PubMed, Scopus, Embase, and Web of Science databases were systematically searched for studies reporting the association between RAR and mortality in cardiac patients. The search limits were from inception of databases to 20th December 2024. Meta-analysis was conducted for short-term (up to 30 days) and long-term (> 30 days) mortality.

Results

The analysis of the eight eligible studies showed that per unit increase in RAR [odds ratio (OR): 1.31 95% confidence intervals (CI): 1.16, 1.49 I2 = 68%] as well as higher cut-offs of RAR (OR: 1.82 95% CI: 1.51, 2.19 I2 = 17%) were associated with a significant increase in the risk of short-term mortality in cardiac disease patients.
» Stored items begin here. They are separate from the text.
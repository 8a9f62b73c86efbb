use serde::{Deserialize, Serialize};
use serde_json::Value;
use strum_macros::{AsRefStr, Display, EnumString};
use tracing::{level_filters::LevelFilter, warn};

use crate::{
    error::CoordinationError,
    jsonrpc::{Id, Message, Request},
};

/// What a worker needs to make authenticated calls to the platform.
#[derive(Clone, Default, PartialEq, Eq, Serialize, Deserialize)]
#[serde(rename_all = "camelCase")]
pub struct Credentials {
    pub auth_token: String,
    pub worker_id: String,
}

impl Credentials {
    pub fn new(auth_token: impl Into<String>, worker_id: impl Into<String>) -> Self {
        Self {
            auth_token: auth_token.into(),
            worker_id: worker_id.into(),
        }
    }

    /// Both halves present.
    pub fn is_complete(&self) -> bool {
        !self.auth_token.is_empty() && !self.worker_id.is_empty()
    }

    pub fn is_empty(&self) -> bool {
        self.auth_token.is_empty() && self.worker_id.is_empty()
    }
}

// never print the token
impl std::fmt::Debug for Credentials {
    fn fmt(&self, f: &mut std::fmt::Formatter<'_>) -> std::fmt::Result {
        let token = if self.auth_token.is_empty() { "<empty>" } else { "<redacted>" };
        f.debug_struct("Credentials")
            .field("auth_token", &token)
            .field("worker_id", &self.worker_id)
            .finish()
    }
}

#[derive(
    Debug,
    Clone,
    Copy,
    Default,
    PartialEq,
    Eq,
    Hash,
    EnumString,
    AsRefStr,
    Display,
    Serialize,
    Deserialize,
)]
#[serde(rename_all = "lowercase", try_from = "String")]
#[strum(serialize_all = "lowercase", ascii_case_insensitive)]
pub enum LogLevel {
    Trace,
    Debug,
    #[default]
    Info,
    Warn,
    Error,
    Critical,
}

// accept any casing on the wire, same as the command line
impl TryFrom<String> for LogLevel {
    type Error = strum::ParseError;

    fn try_from(value: String) -> Result<Self, <LogLevel as TryFrom<String>>::Error> {
        value.parse()
    }
}

impl From<LogLevel> for LevelFilter {
    fn from(level: LogLevel) -> Self {
        match level {
            LogLevel::Trace => LevelFilter::TRACE,
            LogLevel::Debug => LevelFilter::DEBUG,
            LogLevel::Info => LevelFilter::INFO,
            LogLevel::Warn => LevelFilter::WARN,
            LogLevel::Error => LevelFilter::ERROR,
            LogLevel::Critical => LevelFilter::ERROR,
        }
    }
}

// -----------------------------------------------------------------------------
// Coordination messages (master <-> worker)
// -----------------------------------------------------------------------------

#[derive(Debug, Clone, Copy, PartialEq, Eq, EnumString, AsRefStr, Display)]
#[strum(serialize_all = "camelCase")]
pub enum CoordinationMethod {
    CredentialUpdateFromWorker,
    CredentialUpdateFromMaster,
    LogLevelUpdateFromWorker,
    LogLevelUpdateFromMaster,
}

#[derive(Debug, Clone, PartialEq, Eq, Serialize, Deserialize)]
pub struct LogLevelParams {
    pub level: LogLevel,
}

/// State replicated across the pool. Every variant is idempotent on receipt.
#[derive(Debug, Clone, PartialEq, Eq)]
pub enum CoordinationMessage {
    CredentialUpdateFromWorker(Credentials),
    CredentialUpdateFromMaster(Credentials),
    LogLevelUpdateFromWorker(LogLevel),
    LogLevelUpdateFromMaster(LogLevel),
}

impl CoordinationMessage {
    pub fn method(&self) -> CoordinationMethod {
        match self {
            Self::CredentialUpdateFromWorker(_) => CoordinationMethod::CredentialUpdateFromWorker,
            Self::CredentialUpdateFromMaster(_) => CoordinationMethod::CredentialUpdateFromMaster,
            Self::LogLevelUpdateFromWorker(_) => CoordinationMethod::LogLevelUpdateFromWorker,
            Self::LogLevelUpdateFromMaster(_) => CoordinationMethod::LogLevelUpdateFromMaster,
        }
    }

    /// `true` for the variants only the master may send.
    pub fn is_from_master(&self) -> bool {
        matches!(
            self,
            Self::CredentialUpdateFromMaster(_) | Self::LogLevelUpdateFromMaster(_)
        )
    }

    /// Encode as a JSON-RPC notification.
    pub fn to_request(&self) -> Request {
        let params = match self {
            Self::CredentialUpdateFromWorker(creds) | Self::CredentialUpdateFromMaster(creds) => {
                serde_json::to_value(creds)
            }
            Self::LogLevelUpdateFromWorker(level) | Self::LogLevelUpdateFromMaster(level) => {
                serde_json::to_value(LogLevelParams { level: *level })
            }
        };
        // both payloads are plain string structs
        Request::notification(self.method().to_string(), params.ok())
    }

    /// Encode as one newline-terminated line for a stdio channel.
    pub fn to_line(&self) -> String {
        let req = self.to_request();
        match serde_json::to_string(&req) {
            Ok(s) => format!("{s}\n"),
            Err(_) => format!(
                "{{\"jsonrpc\":\"2.0\",\"method\":\"{}\"}}\n",
                req.method
            ),
        }
    }
}

impl CoordinationMessage {
    /// Decode one line read from a coordination channel.
    ///
    /// Blank lines and lines that are not JSON-RPC at all yield `Ok(None)`;
    /// anything that *is* JSON-RPC must be a well-formed coordination message.
    pub fn from_line(line: &str) -> Result<Option<Self>, CoordinationError> {
        let line = line.trim();
        if line.is_empty() {
            return Ok(None);
        }
        match serde_json::from_str::<Message>(line) {
            Ok(Message::Request(req)) => Self::try_from(req).map(Some),
            Ok(Message::Response(rsp)) => Err(CoordinationError::Malformed {
                method: "<response>".into(),
                reason: format!("unexpected response with id {:?}", rsp.id),
            }),
            Err(err) => {
                warn!(error = %err, "skipping non JSON-RPC line on coordination channel");
                Ok(None)
            }
        }
    }
}

fn params_as<T: serde::de::DeserializeOwned>(
    method: CoordinationMethod,
    params: Option<Value>,
) -> Result<T, CoordinationError> {
    match params {
        None | Some(Value::Null) => Err(CoordinationError::MissingPayload(method.to_string())),
        Some(v) => serde_json::from_value(v).map_err(|e| CoordinationError::Malformed {
            method: method.to_string(),
            reason: e.to_string(),
        }),
    }
}

impl TryFrom<Request> for CoordinationMessage {
    type Error = CoordinationError;

    fn try_from(req: Request) -> Result<Self, Self::Error> {
        let method = req
            .method
            .parse::<CoordinationMethod>()
            .map_err(|_| CoordinationError::UnknownMethod(req.method.clone()))?;
        if req.id.as_ref().is_some_and(|id| *id != Id::Null) {
            return Err(CoordinationError::Malformed {
                method: method.to_string(),
                reason: "coordination messages are notifications and carry no id".into(),
            });
        }
        let msg = match method {
            CoordinationMethod::CredentialUpdateFromWorker => {
                Self::CredentialUpdateFromWorker(params_as(method, req.params)?)
            }
            CoordinationMethod::CredentialUpdateFromMaster => {
                Self::CredentialUpdateFromMaster(params_as(method, req.params)?)
            }
            CoordinationMethod::LogLevelUpdateFromWorker => {
                let p: LogLevelParams = params_as(method, req.params)?;
                Self::LogLevelUpdateFromWorker(p.level)
            }
            CoordinationMethod::LogLevelUpdateFromMaster => {
                let p: LogLevelParams = params_as(method, req.params)?;
                Self::LogLevelUpdateFromMaster(p.level)
            }
        };
        Ok(msg)
    }
}

// -----------------------------------------------------------------------------
// Worker control surface payloads
// -----------------------------------------------------------------------------

#[derive(Debug, Clone, Serialize, Deserialize)]
#[serde(rename_all = "camelCase")]
pub struct InitResult {
    pub ready: bool,
}

#[derive(Debug, Clone, Serialize, Deserialize)]
#[serde(rename_all = "camelCase")]
pub struct HealthResult {
    pub ready: bool,
    pub log_level: LogLevel,
    pub pid: u32,
}

#[derive(Debug, Clone, Serialize, Deserialize)]
#[serde(rename_all = "camelCase")]
pub struct ContextParams {
    pub entity_id: String,
    #[serde(default)]
    pub preview: bool,
}

#[cfg(test)]
mod tests {
    use super::*;
    use serde_json::json;

    #[test]
    fn credential_update_wire_shape() {
        let msg = CoordinationMessage::CredentialUpdateFromWorker(Credentials::new("t1", "w1"));
        let v = serde_json::to_value(msg.to_request()).unwrap();
        assert_eq!(
            v,
            json!({
                "jsonrpc": "2.0",
                "method": "credentialUpdateFromWorker",
                "params": {"authToken": "t1", "workerId": "w1"}
            })
        );
    }

    #[test]
    fn log_level_line_decodes() {
        let line = CoordinationMessage::LogLevelUpdateFromMaster(LogLevel::Debug).to_line();
        assert!(line.ends_with('\n'));
        let req: Request = serde_json::from_str(line.trim_end()).unwrap();
        let msg = CoordinationMessage::try_from(req).unwrap();
        assert_eq!(msg, CoordinationMessage::LogLevelUpdateFromMaster(LogLevel::Debug));
        assert!(msg.is_from_master());
    }

    #[test]
    fn missing_payload_is_rejected() {
        let req = Request::notification("credentialUpdateFromWorker", None);
        assert_eq!(
            CoordinationMessage::try_from(req),
            Err(CoordinationError::MissingPayload("credentialUpdateFromWorker".into()))
        );
    }

    #[test]
    fn malformed_payload_is_rejected() {
        let req = Request::notification("logLevelUpdateFromWorker", Some(json!({"level": "loud"})));
        assert!(matches!(
            CoordinationMessage::try_from(req),
            Err(CoordinationError::Malformed { .. })
        ));
    }

    #[test]
    fn unknown_method_is_rejected() {
        let req = Request::notification("messageIn", Some(json!({})));
        assert_eq!(
            CoordinationMessage::try_from(req),
            Err(CoordinationError::UnknownMethod("messageIn".into()))
        );
    }

    #[test]
    fn from_line_skips_noise_but_rejects_bad_rpc() {
        assert_eq!(CoordinationMessage::from_line("   "), Ok(None));
        assert_eq!(CoordinationMessage::from_line("listening on 8080"), Ok(None));
        assert!(CoordinationMessage::from_line(
            r#"{"jsonrpc":"2.0","method":"credentialUpdateFromMaster"}"#
        )
        .is_err());
        assert_eq!(
            CoordinationMessage::from_line(
                r#"{"jsonrpc":"2.0","method":"logLevelUpdateFromWorker","params":{"level":"trace"}}"#
            ),
            Ok(Some(CoordinationMessage::LogLevelUpdateFromWorker(LogLevel::Trace)))
        );
    }

    #[test]
    fn log_level_parsing() {
        assert_eq!("WARN".parse::<LogLevel>().unwrap(), LogLevel::Warn);
        assert_eq!(LogLevel::Critical.to_string(), "critical");
        assert!("verbose".parse::<LogLevel>().is_err());
        assert_eq!(LevelFilter::from(LogLevel::Critical), LevelFilter::ERROR);
    }

    #[test]
    fn log_level_is_case_insensitive_on_the_wire() {
        let p: LogLevelParams = serde_json::from_value(json!({"level": "DEBUG"})).unwrap();
        assert_eq!(p.level, LogLevel::Debug);
        assert_eq!(
            CoordinationMessage::from_line(
                r#"{"jsonrpc":"2.0","method":"logLevelUpdateFromWorker","params":{"level":"Warn"}}"#
            ),
            Ok(Some(CoordinationMessage::LogLevelUpdateFromWorker(LogLevel::Warn)))
        );
        // still written lowercase
        assert_eq!(serde_json::to_value(LogLevel::Critical).unwrap(), json!("critical"));
        assert!(serde_json::from_value::<LogLevelParams>(json!({"level": "loud"})).is_err());
    }

    #[test]
    fn debug_output_hides_token() {
        let out = format!("{:?}", Credentials::new("secret-token", "w1"));
        assert!(!out.contains("secret-token"));
        assert!(out.contains("w1"));
    }
}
On the pooled analysis, per unit increase in RAR (OR: 1.68 95% CI: 1.18, 2.38 I2 = 99%) and higher levels of RAR (OR: 2.07 95% CI: 1.80, 2.37 I2 = 64%) were associated with a significant increase in the risk of long-term mortality. Meta-regression using sample size, age, male gender, diabetes mellitus, hypertension, pulmonary disease, red blood cell distribution width, albumin levels, and RAR cut-off as moderators did not reveal significant associations. GRADE assessment showed that certainty of evidence was ‘very low’.

Conclusions

RAR can be a potential biomarker for predicting mortality in patients with cardiac disease.